**Records for this exercise**

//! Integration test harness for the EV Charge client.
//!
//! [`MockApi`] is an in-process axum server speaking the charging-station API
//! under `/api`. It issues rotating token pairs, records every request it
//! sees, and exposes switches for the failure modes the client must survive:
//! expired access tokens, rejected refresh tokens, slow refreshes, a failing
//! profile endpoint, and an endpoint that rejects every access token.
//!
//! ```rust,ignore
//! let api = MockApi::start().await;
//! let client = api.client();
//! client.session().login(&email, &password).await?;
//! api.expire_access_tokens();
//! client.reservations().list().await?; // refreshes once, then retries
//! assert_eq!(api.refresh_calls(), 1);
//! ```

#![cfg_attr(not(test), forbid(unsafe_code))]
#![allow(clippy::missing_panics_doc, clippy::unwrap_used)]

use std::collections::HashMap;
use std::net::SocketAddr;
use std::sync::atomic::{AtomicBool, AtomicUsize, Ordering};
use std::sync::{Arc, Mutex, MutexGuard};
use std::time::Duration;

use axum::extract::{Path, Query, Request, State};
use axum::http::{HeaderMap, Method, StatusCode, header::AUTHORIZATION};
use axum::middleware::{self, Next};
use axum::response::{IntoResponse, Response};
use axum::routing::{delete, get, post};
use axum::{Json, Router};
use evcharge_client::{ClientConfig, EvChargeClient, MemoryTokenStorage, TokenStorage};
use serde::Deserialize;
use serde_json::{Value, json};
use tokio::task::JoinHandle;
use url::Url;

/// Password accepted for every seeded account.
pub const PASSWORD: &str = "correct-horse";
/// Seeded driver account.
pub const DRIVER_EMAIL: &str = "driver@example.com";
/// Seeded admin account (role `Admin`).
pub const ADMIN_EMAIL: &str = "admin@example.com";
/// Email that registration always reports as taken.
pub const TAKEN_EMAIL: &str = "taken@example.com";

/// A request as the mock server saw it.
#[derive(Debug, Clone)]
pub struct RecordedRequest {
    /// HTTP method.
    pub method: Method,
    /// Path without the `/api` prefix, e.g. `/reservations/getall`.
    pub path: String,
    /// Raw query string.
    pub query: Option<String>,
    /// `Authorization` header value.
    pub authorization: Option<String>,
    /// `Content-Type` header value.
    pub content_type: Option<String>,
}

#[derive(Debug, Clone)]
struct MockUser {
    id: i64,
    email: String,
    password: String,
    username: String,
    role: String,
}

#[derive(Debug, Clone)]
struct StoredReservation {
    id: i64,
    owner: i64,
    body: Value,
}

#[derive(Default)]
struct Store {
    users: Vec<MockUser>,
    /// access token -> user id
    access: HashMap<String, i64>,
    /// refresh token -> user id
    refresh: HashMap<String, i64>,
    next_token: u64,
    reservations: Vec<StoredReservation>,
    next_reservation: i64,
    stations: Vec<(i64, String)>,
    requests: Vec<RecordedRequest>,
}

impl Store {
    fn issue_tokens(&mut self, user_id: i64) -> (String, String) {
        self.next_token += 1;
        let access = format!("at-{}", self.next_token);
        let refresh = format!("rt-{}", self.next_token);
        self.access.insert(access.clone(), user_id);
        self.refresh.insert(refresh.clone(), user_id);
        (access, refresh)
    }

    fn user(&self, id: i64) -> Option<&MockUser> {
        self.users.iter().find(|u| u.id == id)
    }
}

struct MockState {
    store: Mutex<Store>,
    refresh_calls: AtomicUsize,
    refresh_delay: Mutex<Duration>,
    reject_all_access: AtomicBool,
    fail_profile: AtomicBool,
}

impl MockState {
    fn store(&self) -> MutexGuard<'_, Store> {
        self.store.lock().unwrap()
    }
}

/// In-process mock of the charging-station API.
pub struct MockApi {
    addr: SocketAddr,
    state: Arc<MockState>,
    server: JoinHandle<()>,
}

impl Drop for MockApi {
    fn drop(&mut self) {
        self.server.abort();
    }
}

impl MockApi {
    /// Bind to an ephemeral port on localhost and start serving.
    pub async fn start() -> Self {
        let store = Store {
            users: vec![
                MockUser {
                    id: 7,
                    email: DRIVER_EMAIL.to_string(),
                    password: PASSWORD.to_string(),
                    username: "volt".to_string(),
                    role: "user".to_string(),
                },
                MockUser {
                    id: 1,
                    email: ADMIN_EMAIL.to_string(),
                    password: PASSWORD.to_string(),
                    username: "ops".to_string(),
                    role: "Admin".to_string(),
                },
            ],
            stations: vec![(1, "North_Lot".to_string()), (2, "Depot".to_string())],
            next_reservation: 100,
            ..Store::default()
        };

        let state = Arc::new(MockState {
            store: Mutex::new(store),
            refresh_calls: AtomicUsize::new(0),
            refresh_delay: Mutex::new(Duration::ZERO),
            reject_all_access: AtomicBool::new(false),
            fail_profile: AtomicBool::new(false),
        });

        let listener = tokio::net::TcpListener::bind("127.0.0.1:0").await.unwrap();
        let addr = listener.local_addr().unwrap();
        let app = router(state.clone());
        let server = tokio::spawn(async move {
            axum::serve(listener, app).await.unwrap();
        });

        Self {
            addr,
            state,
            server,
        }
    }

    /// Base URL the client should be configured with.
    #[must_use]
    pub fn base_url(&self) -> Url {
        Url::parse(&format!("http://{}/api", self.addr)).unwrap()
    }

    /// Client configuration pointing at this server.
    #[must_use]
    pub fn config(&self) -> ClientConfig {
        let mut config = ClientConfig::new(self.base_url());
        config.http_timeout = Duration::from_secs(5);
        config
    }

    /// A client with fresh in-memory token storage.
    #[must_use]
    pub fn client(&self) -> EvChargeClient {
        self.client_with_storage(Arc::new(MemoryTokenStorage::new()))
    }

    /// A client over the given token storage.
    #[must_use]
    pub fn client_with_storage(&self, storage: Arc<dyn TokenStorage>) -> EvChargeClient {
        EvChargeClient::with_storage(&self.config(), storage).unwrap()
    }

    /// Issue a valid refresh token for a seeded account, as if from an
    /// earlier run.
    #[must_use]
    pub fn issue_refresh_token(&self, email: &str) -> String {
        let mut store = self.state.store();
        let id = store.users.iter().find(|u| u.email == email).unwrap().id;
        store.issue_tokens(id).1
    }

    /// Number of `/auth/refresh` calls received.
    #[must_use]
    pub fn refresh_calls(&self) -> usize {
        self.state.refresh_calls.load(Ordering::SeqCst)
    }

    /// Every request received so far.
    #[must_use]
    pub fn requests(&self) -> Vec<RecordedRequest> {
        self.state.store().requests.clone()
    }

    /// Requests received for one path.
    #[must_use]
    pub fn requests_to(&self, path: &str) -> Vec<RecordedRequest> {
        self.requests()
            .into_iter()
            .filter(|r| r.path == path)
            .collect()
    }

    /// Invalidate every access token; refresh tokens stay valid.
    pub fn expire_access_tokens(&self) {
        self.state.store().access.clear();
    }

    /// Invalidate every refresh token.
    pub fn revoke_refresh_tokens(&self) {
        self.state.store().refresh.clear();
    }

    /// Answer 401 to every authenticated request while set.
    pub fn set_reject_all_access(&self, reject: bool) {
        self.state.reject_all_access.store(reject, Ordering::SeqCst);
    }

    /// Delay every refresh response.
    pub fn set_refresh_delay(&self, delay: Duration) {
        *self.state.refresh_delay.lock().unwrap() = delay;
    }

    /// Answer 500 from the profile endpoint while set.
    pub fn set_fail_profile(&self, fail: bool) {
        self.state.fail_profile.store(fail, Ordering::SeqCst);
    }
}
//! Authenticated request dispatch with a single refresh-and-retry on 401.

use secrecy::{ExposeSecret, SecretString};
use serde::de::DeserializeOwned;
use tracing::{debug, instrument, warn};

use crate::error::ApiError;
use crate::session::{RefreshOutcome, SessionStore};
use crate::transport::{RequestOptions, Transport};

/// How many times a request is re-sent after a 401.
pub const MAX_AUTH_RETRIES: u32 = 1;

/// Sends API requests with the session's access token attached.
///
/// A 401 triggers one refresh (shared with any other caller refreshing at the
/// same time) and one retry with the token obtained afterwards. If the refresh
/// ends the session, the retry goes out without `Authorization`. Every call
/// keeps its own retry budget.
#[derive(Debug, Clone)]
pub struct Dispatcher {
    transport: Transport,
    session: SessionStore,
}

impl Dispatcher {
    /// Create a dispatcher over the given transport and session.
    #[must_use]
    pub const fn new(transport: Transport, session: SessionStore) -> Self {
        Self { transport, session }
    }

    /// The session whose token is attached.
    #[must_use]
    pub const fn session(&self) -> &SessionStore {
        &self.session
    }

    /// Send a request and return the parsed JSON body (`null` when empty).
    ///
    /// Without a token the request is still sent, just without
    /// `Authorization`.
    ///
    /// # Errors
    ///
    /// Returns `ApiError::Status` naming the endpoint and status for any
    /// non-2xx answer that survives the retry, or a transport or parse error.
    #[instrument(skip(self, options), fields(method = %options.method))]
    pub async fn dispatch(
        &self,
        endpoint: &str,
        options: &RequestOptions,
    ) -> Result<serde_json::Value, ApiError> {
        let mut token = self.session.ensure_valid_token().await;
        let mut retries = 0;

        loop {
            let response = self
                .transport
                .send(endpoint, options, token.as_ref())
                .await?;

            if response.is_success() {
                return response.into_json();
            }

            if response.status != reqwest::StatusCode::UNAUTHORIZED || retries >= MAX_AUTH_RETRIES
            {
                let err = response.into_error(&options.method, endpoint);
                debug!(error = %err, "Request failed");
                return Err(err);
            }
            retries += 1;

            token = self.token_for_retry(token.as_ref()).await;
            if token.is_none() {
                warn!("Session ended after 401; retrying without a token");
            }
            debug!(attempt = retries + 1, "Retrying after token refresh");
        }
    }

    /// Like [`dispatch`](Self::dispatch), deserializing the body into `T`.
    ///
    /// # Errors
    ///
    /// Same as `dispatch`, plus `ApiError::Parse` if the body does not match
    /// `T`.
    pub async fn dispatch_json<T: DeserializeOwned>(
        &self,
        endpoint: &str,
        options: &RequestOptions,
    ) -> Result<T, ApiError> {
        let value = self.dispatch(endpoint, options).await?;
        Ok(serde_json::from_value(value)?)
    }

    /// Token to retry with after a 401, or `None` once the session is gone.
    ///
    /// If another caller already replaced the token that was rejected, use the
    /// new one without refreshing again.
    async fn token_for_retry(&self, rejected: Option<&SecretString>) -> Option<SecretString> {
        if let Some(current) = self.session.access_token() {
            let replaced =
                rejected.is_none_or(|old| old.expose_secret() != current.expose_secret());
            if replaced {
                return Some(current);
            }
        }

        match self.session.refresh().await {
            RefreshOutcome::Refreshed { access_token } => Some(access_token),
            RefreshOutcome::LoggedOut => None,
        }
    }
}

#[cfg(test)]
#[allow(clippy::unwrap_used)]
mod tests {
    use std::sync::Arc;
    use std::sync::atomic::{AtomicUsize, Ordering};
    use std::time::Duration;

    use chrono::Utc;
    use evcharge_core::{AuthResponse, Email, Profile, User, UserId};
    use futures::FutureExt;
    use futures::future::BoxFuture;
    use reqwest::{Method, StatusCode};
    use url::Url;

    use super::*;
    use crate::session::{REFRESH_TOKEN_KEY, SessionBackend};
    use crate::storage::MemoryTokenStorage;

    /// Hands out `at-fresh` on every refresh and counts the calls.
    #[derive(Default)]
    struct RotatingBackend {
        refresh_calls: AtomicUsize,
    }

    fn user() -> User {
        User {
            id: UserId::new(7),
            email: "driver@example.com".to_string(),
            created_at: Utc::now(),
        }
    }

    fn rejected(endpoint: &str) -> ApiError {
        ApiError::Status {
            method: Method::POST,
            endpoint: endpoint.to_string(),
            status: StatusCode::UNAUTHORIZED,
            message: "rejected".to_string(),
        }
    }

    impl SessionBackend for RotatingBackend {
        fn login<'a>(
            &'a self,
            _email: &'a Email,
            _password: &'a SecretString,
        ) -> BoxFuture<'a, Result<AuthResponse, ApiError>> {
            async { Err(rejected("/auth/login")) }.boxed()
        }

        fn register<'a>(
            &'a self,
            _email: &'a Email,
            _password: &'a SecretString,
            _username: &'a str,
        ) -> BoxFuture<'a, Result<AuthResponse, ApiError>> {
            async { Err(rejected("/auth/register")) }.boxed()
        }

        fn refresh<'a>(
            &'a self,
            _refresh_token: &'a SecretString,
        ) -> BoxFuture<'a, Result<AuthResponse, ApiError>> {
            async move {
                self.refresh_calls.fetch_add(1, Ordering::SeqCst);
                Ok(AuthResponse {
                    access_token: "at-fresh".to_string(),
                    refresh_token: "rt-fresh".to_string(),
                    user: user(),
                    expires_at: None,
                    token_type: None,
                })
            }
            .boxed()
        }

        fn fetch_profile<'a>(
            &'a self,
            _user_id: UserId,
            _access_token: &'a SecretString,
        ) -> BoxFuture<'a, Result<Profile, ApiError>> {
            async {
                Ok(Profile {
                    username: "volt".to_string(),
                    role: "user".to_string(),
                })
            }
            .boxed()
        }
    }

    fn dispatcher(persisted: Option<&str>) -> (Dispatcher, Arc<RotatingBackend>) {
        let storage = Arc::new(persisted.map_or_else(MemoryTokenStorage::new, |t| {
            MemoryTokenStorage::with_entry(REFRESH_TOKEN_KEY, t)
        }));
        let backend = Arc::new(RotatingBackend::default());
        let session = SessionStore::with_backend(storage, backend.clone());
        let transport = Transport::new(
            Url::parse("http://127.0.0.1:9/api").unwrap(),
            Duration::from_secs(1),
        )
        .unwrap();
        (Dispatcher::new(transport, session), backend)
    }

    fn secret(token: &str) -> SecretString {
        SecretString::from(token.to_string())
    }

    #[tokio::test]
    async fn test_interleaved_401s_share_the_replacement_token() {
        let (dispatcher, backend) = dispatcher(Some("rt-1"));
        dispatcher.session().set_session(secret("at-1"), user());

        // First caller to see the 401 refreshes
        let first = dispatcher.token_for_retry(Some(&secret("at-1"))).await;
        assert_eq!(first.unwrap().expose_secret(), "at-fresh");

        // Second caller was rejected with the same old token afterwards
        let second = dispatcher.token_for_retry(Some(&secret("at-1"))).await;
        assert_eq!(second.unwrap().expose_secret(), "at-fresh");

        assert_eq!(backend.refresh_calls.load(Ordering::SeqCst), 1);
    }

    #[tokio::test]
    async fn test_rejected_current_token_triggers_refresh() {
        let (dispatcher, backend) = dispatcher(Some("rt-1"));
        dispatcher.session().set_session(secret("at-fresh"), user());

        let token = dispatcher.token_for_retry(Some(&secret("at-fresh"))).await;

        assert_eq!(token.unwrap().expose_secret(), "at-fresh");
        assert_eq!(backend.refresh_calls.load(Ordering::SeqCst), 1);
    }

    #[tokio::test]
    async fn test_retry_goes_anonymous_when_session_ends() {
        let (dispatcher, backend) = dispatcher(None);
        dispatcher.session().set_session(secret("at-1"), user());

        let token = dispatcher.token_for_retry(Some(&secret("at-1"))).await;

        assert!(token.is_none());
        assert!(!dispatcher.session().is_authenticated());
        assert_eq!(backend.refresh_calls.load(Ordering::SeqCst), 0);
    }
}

**Task objective**
Include the first line of the listing, the line with "use std::collections::HashMap;", and every line between them, each repeated exactly, and output only those.

**Expected output**
//! Integration test harness for the EV Charge client.
//!
//! [`MockApi`] is an in-process axum server speaking the charging-station API
//! under `/api`. It issues rotating token pairs, records every request it
//! sees, and exposes switches for the failure modes the client must survive:
//! expired access tokens, rejected refresh tokens, slow refreshes, a failing
//! profile endpoint, and an endpoint that rejects every access token.
//!
//! ```rust,ignore
//! let api = MockApi::start().await;
//! let client = api.client();
//! client.session().login(&email, &password).await?;
//! api.expire_access_tokens();
//! client.reservations().list().await?; // refreshes once, then retries
//! assert_eq!(api.refresh_calls(), 1);
//! ```

#![cfg_attr(not(test), forbid(unsafe_code))]
#![allow(clippy::missing_panics_doc, clippy::unwrap_used)]

use std::collections::HashMap;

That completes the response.